After being wowed by the geology of Valley of Fire in Nevada, we headed into Utah — a state that is completely new to both of us, and which is home to some of the most dramatic rock formations in the US. Our plans take us through all of Utah’s “Mighty 5” national parks, as dubbed by the Utah tourism people, working our way from southwest to northeast.
Zion Train is Coming Our Way
Our first Utah port of call was at Zion National Park, where as usual we stayed in a campground inside the park operated by the National Park Service. This was one of our nicest NPS accommodations yet, because the Watchman Campground offers electric hookups and good internet service thanks to being located immediately adjacent to the town of Springdale. Of course, in typical NPS fashion there were still no showers available for campers, but this was no hindrance during our short stay. We only stayed at Zion for three nights — mostly because we were late in planning our spring travels and that is the only reservation we could get — but it turned out to be enough to explore this relatively small park. And we were perfectly positioned to catch early morning shuttle buses from the visitor center just steps from the campground, which was critical because this park crams a lot of people into a relatively small area.
Unfortunately for us, the relentlessly harsh storms this winter inflicted a significant amount of damage on the park, so very few of the hiking trails were open during our visit. The trails for Observation Point, Hidden Canyon, Kayenta, and the Middle and Upper Emerald Pools were all closed because of rockfalls. Meanwhile, the famous hike up the Virgin River to The Narrows was closed because snowmelt made the river’s flow rate too high for safe hiking (this hike involves trekking IN the river).
On the bright side, our short stop gave us the opportunity to experience just about everything available in the main canyon. Arriving at the cusp of spring, we saw the cottonwood trees and box elders beginning to flush out with tiny lime green leaves, while the trees were still bare enough to provide interesting silhouettes against the dramatic canyon walls. The famous hanging gardens of ferns and other plants that grow vertically on the porous sandstone cliffs were just starting to come out of winter dormancy. The large amount of winter rain and snowmelt meant that the famous water features along Zion’s canyon walls were operating at full blast. Huge amounts of water jetted from the tops of canyon walls and thundered down in impressive displays. Later in the year, visitors might only see a small trickle or seeping.
All the water that flows into Zion’s canyon, from the Virgin River and from the contributing springs and seeping water, makes this place a little slice of Eden in the midst of an otherwise arid desert.

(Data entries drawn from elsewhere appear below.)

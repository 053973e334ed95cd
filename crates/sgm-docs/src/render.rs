//! Plain-text diff rendering.

use std::fmt::Write;

use crate::diff::{ChangeKind, VersionDiff};

/// Render diffs as text, one block per section.
///
/// Each change gets a gutter marker (`+`, `-`, `~`). Modifications show
/// the old text on a `-` line followed by the new text on a `+` line.
pub fn render_diff(diffs: &[VersionDiff]) -> String {
    let mut out = String::new();
    if diffs.is_empty() {
        out.push_str("No differences.\n");
        return out;
    }

    for diff in diffs {
        let _ = writeln!(out, "@@ {} ({})", diff.section_title, diff.section_id);
        for change in &diff.changes {
            if let Some(context) = &change.context {
                let _ = writeln!(out, "{} {context}", change.kind.marker());
            }
            match change.kind {
                ChangeKind::Addition => {
                    if let Some(old) = &change.old_text {
                        push_lines(&mut out, '-', old);
                    }
                    push_lines(&mut out, '+', change.new_text.as_deref().unwrap_or_default());
                }
                ChangeKind::Deletion => {
                    push_lines(&mut out, '-', change.old_text.as_deref().unwrap_or_default());
                    if let Some(new) = &change.new_text {
                        push_lines(&mut out, '+', new);
                    }
                }
                ChangeKind::Modification => {
                    push_lines(&mut out, '-', change.old_text.as_deref().unwrap_or_default());
                    push_lines(&mut out, '+', change.new_text.as_deref().unwrap_or_default());
                }
            }
        }
        out.push('\n');
    }
    out
}

fn push_lines(out: &mut String, marker: char, text: &str) {
    for line in text.lines() {
        let _ = writeln!(out, "{marker}   {line}");
    }
}
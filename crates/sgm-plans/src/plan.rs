//! # Plans and Plan Sections
//!
//! Section updates go through [`Plan`] so the plan-level rollup is always
//! recomputed from the current section states. Every mutating operation
//! returns the fresh [`PlanCompletionStats`].

use serde::{Deserialize, Serialize};
use thiserror::Error;

use sgm_core::{PlanId, SectionId};

use crate::completion::PlanCompletionStats;

/// Lifecycle of a plan instance.
#[derive(Debug, Clone, Copy, PartialEq, Eq, Hash, Serialize, Deserialize)]
#[serde(rename_all = "SCREAMING_SNAKE_CASE")]
pub enum PlanStatus {
    Draft,
    InProgress,
    UnderReview,
    PendingApproval,
    Approved,
    Published,
    Superseded,
    Archived,
}

/// Drafting state of a single section.
#[derive(Debug, Clone, Copy, PartialEq, Eq, Hash, Default, Serialize, Deserialize)]
#[serde(rename_all = "SCREAMING_SNAKE_CASE")]
pub enum SectionCompletionStatus {
    #[default]
    NotStarted,
    InProgress,
    Completed,
    UnderReview,
    Approved,
}

impl SectionCompletionStatus {
    /// Only `COMPLETED` counts toward the rollup. A section that has gone
    /// on to review, approved or not, is no longer counted.
    pub fn is_complete(&self) -> bool {
        matches!(self, Self::Completed)
    }

    pub fn as_str(&self) -> &'static str {
        match self {
            Self::NotStarted => "NOT_STARTED",
            Self::InProgress => "IN_PROGRESS",
            Self::Completed => "COMPLETED",
            Self::UnderReview => "UNDER_REVIEW",
            Self::Approved => "APPROVED",
        }
    }
}

impl std::fmt::Display for SectionCompletionStatus {
    fn fmt(&self, f: &mut std::fmt::Formatter<'_>) -> std::fmt::Result {
        f.write_str(self.as_str())
    }
}

#[derive(Debug, Clone, PartialEq, Eq, Serialize, Deserialize)]
#[serde(rename_all = "camelCase")]
pub struct PlanSection {
    pub id: SectionId,
    #[serde(default)]
    pub section_key: String,
    pub title: String,
    #[serde(default)]
    pub order_index: u32,
    #[serde(default)]
    pub is_required: bool,
    #[serde(default, skip_serializing_if = "Option::is_none")]
    pub content: Option<String>,
    #[serde(default)]
    pub completion_status: SectionCompletionStatus,
    #[serde(default, skip_serializing_if = "Option::is_none")]
    pub reviewed_by: Option<String>,
    #[serde(default, skip_serializing_if = "Option::is_none")]
    pub review_comments: Option<String>,
}

/// A compensation plan instance and its sections.
#[derive(Debug, Clone, PartialEq, Eq, Serialize, Deserialize)]
#[serde(rename_all = "camelCase")]
pub struct Plan {
    pub id: PlanId,
    pub plan_code: String,
    pub title: String,
    pub status: PlanStatus,
    #[serde(default)]
    pub owner: String,
    #[serde(default)]
    pub sections: Vec<PlanSection>,
}

#[derive(Error, Debug)]
pub enum PlanError {
    #[error("section {section} not found in plan {plan}")]
    SectionNotFound { plan: PlanId, section: SectionId },
}

impl Plan {
    pub fn section(&self, id: &SectionId) -> Option<&PlanSection> {
        self.sections.iter().find(|s| &s.id == id)
    }

    fn section_mut(&mut self, id: &SectionId) -> Result<&mut PlanSection, PlanError> {
        let plan = self.id.clone();
        self.sections
            .iter_mut()
            .find(|s| &s.id == id)
            .ok_or_else(|| PlanError::SectionNotFound {
                plan,
                section: id.clone(),
            })
    }

    /// Sections in drafting order.
    pub fn ordered_sections(&self) -> Vec<&PlanSection> {
        let mut sections: Vec<_> = self.sections.iter().collect();
        sections.sort_by_key(|s| s.order_index);
        sections
    }

    pub fn completion(&self) -> PlanCompletionStats {
        PlanCompletionStats::for_plan(self)
    }

    /// Mark a section `COMPLETED` and return the updated rollup.
    pub fn mark_section_complete(
        &mut self,
        section_id: &SectionId,
    ) -> Result<PlanCompletionStats, PlanError> {
        let section = self.section_mut(section_id)?;
        section.completion_status = SectionCompletionStatus::Completed;
        tracing::debug!(plan = %self.id, section = %section_id, "section marked complete");
        Ok(self.completion())
    }

    /// Replace a section's content.
    ///
    /// With `auto_complete`, non-blank content marks the section
    /// `COMPLETED`. Otherwise its status is left as is.
    pub fn update_section_content(
        &mut self,
        section_id: &SectionId,
        content: impl Into<String>,
        auto_complete: bool,
    ) -> Result<PlanCompletionStats, PlanError> {
        let section = self.section_mut(section_id)?;
        let content = content.into();
        let has_content = !content.trim().is_empty();
        section.content = Some(content);
        if auto_complete && has_content {
            section.completion_status = SectionCompletionStatus::Completed;
        }
        Ok(self.completion())
    }

    /// Record a review decision: approval moves the section to `APPROVED`,
    /// anything else sends it back to `UNDER_REVIEW`.
    pub fn review_section(
        &mut self,
        section_id: &SectionId,
        reviewer: impl Into<String>,
        approved: bool,
        comments: Option<String>,
    ) -> Result<PlanCompletionStats, PlanError> {
        let section = self.section_mut(section_id)?;
        section.reviewed_by = Some(reviewer.into());
        section.review_comments = comments;
        section.completion_status = if approved {
            SectionCompletionStatus::Approved
        } else {
            SectionCompletionStatus::UnderReview
        };
        Ok(self.completion())
    }
}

We loved the proliferation of wildlife (deer, turkeys, squirrels, and countless types of birds) and it was so calming to see green plants and hear running water after many months in the desert. One day we took the handy shuttle bus to the end of the canyon and returned slowly, stopping at each shuttle stop to check out its offerings and walking between several shuttle stops, for a 7 mile cumulative sojourn on mostly flat trails. Our main vertical hike in the park was the Watchman Hike, which we walked to from the campground. It provided lovely views north up the main canyon and south toward the town of Springdale, all in around 4.5 miles of round trip travel from the campground.
Mama Don’t Take My Kodachrome Away
One other effect of the winter storms in Zion was that Highway 89 (the Zion-Mount Carmel Highway) was damaged and reduced to one lane, with buses and RVs prohibited. This meant that we had to take a much longer route to get to our next destination, adding about 50 miles to the trip. Nonetheless, we made it to Kodachrome Basin State Park without too much trouble and settled in for a 10-day stay. We used the campground as a base for exploring Kodachrome Basin, Bryce Canyon, and Grand Staircase-Escalante National Monument.
The next part is a little fuzzy for me, since I managed to acquire a nasty head cold on my whirlwind trip to the East Coast. I spent the better part of a week wheezing, hacking, sneezing, and appreciating the miracle drug that is Nyquil. But this didn’t completely destroy my ability to appreciate the awesome landscape we were in, and the features of our campground.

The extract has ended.